**Task requirements**
Using the records below, copy every line that holds the string "extend".

Items from a dataset:
# # # # #
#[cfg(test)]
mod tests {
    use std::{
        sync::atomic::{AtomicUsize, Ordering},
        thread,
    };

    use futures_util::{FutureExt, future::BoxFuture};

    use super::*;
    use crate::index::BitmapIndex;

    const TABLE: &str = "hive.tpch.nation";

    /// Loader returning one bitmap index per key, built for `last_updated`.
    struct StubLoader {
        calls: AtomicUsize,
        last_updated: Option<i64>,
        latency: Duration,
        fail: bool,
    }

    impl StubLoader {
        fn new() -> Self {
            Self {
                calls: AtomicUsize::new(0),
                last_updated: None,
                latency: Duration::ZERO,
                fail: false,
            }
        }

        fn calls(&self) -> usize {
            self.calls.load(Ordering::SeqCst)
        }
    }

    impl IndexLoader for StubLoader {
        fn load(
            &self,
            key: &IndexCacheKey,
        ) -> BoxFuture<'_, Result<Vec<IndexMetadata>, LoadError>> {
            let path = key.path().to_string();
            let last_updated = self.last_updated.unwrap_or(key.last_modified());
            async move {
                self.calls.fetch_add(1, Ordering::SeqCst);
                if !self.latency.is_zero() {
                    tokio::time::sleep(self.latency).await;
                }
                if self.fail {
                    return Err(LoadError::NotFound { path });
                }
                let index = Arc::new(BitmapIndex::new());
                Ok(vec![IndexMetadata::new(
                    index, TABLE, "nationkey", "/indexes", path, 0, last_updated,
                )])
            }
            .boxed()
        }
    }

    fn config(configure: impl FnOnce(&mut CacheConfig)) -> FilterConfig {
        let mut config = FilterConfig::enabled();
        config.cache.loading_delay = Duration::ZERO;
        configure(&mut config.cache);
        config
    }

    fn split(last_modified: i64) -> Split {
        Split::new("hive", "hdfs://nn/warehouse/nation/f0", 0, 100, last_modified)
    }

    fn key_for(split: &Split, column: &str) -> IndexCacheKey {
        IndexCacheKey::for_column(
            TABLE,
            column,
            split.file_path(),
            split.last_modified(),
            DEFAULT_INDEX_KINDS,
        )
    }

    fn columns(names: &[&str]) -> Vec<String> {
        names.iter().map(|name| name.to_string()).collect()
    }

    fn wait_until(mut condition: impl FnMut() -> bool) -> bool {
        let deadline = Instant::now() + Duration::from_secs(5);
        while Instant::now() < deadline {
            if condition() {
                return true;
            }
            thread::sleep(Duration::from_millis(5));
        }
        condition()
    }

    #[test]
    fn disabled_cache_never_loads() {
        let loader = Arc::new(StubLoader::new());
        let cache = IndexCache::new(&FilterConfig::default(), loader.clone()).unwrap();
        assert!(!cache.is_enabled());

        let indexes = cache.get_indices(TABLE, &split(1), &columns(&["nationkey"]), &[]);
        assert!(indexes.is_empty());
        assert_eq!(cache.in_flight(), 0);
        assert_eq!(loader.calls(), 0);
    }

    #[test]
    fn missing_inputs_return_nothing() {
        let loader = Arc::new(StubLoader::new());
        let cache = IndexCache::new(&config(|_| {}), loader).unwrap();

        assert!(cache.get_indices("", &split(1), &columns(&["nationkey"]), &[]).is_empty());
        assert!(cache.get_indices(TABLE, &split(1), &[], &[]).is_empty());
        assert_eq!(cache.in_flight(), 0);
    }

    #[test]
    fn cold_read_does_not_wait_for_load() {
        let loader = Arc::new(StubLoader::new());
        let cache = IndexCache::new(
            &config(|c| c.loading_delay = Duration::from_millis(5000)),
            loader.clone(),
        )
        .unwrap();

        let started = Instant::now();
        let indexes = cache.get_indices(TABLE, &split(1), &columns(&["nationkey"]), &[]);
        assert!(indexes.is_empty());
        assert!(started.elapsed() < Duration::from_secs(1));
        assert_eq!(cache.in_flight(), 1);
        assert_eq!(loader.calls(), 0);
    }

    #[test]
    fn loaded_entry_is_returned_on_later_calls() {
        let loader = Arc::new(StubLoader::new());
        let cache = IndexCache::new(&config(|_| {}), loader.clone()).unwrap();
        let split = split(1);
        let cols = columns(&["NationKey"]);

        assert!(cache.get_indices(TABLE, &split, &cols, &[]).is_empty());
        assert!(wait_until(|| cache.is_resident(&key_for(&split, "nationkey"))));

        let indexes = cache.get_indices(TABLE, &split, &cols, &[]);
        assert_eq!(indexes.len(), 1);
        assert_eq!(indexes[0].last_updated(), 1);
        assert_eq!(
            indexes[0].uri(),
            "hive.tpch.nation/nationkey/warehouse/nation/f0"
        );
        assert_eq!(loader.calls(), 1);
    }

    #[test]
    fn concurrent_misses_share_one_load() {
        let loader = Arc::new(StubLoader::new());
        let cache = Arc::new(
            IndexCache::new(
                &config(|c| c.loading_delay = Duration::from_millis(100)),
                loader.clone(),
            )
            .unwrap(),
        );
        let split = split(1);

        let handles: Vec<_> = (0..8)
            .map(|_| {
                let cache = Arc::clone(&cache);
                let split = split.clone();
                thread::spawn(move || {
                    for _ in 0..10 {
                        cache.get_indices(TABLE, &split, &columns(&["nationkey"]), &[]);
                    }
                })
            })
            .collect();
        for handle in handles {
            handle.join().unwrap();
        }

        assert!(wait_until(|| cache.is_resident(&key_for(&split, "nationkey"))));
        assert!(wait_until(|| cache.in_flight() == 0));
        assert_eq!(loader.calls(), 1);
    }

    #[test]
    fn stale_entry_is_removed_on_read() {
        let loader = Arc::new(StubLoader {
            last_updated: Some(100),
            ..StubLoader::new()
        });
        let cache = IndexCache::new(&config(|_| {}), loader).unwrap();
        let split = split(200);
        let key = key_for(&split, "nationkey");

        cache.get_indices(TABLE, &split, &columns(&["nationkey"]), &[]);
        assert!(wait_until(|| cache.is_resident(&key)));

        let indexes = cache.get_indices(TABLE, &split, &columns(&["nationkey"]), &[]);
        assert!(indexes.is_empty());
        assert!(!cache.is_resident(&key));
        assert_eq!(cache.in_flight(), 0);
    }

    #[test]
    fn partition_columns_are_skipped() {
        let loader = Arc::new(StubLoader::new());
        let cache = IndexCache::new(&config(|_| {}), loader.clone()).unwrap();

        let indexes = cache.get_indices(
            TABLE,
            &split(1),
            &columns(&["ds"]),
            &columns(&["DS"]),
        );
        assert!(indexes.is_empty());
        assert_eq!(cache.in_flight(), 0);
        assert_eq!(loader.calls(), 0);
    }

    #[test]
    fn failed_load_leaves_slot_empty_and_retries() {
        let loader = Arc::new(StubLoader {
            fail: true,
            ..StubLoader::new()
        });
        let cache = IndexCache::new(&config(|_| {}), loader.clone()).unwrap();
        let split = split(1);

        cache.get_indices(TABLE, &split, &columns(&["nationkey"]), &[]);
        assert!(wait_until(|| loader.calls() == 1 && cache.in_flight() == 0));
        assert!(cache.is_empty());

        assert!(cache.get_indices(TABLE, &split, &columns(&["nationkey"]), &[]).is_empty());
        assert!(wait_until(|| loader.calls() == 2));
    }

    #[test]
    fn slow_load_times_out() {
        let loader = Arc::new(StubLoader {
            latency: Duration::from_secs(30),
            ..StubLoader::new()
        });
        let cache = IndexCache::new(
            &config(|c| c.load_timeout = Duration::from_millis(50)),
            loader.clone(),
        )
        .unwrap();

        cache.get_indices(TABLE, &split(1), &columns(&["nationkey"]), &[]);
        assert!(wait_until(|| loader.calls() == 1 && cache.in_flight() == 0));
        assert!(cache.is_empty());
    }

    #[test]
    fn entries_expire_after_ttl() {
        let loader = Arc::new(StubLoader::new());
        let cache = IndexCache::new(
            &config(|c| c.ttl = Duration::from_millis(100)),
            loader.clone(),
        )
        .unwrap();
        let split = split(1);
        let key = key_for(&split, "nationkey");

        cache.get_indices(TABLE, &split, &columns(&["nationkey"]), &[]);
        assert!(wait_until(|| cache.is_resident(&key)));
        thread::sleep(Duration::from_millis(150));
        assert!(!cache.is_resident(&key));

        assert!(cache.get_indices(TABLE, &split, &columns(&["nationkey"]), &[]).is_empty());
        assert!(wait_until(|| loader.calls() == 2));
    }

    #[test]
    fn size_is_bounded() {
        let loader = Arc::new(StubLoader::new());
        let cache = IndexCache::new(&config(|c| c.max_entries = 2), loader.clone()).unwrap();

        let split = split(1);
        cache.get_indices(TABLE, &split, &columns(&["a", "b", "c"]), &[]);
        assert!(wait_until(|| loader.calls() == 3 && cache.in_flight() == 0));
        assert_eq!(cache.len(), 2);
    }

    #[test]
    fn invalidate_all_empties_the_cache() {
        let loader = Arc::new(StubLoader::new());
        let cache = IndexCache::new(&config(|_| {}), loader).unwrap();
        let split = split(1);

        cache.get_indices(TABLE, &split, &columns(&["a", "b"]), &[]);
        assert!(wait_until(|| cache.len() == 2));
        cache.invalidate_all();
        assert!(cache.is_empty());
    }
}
# # # # #
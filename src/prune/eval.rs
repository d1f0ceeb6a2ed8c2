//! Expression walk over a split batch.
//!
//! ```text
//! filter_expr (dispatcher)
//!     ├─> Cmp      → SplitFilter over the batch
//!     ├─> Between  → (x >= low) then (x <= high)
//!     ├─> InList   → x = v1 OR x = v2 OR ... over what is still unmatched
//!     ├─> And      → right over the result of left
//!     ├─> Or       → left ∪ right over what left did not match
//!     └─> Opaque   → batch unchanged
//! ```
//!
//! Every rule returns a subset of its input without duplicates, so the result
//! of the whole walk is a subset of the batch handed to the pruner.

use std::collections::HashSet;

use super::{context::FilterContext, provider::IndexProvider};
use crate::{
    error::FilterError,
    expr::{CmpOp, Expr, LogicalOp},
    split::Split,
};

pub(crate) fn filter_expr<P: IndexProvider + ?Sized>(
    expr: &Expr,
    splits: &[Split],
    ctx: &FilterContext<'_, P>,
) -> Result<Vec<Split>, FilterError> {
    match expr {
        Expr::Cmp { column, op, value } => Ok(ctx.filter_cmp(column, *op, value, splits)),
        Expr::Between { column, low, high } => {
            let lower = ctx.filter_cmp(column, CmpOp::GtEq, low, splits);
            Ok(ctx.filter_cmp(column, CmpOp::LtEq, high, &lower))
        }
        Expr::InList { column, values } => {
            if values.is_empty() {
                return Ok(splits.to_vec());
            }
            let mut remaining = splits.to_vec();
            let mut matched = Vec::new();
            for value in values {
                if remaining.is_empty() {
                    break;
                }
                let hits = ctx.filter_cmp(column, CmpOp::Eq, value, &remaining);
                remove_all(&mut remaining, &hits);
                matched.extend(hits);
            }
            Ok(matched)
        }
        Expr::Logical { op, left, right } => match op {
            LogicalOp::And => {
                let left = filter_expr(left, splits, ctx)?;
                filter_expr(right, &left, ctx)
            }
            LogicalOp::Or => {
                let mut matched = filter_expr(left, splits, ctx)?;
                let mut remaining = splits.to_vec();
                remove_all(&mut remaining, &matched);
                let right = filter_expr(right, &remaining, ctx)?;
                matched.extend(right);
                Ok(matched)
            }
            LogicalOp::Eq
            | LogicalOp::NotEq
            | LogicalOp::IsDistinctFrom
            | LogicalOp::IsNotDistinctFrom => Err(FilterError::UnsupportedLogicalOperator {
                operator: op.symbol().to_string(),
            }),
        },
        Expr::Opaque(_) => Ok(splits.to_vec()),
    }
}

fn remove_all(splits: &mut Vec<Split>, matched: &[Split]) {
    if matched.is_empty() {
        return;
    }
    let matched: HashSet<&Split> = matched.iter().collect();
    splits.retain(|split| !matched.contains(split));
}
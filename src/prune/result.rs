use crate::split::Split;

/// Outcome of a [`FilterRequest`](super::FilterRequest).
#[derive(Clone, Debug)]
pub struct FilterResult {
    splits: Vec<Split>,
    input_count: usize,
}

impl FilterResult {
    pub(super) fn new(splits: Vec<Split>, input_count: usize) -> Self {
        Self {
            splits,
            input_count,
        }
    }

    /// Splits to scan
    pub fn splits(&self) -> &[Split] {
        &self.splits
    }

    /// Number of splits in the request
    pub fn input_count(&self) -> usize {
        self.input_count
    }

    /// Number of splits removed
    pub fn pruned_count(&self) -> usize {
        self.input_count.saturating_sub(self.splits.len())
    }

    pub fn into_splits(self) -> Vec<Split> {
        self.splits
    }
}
# # # # #
**Written answer**
                matched.extend(hits);
                matched.extend(right);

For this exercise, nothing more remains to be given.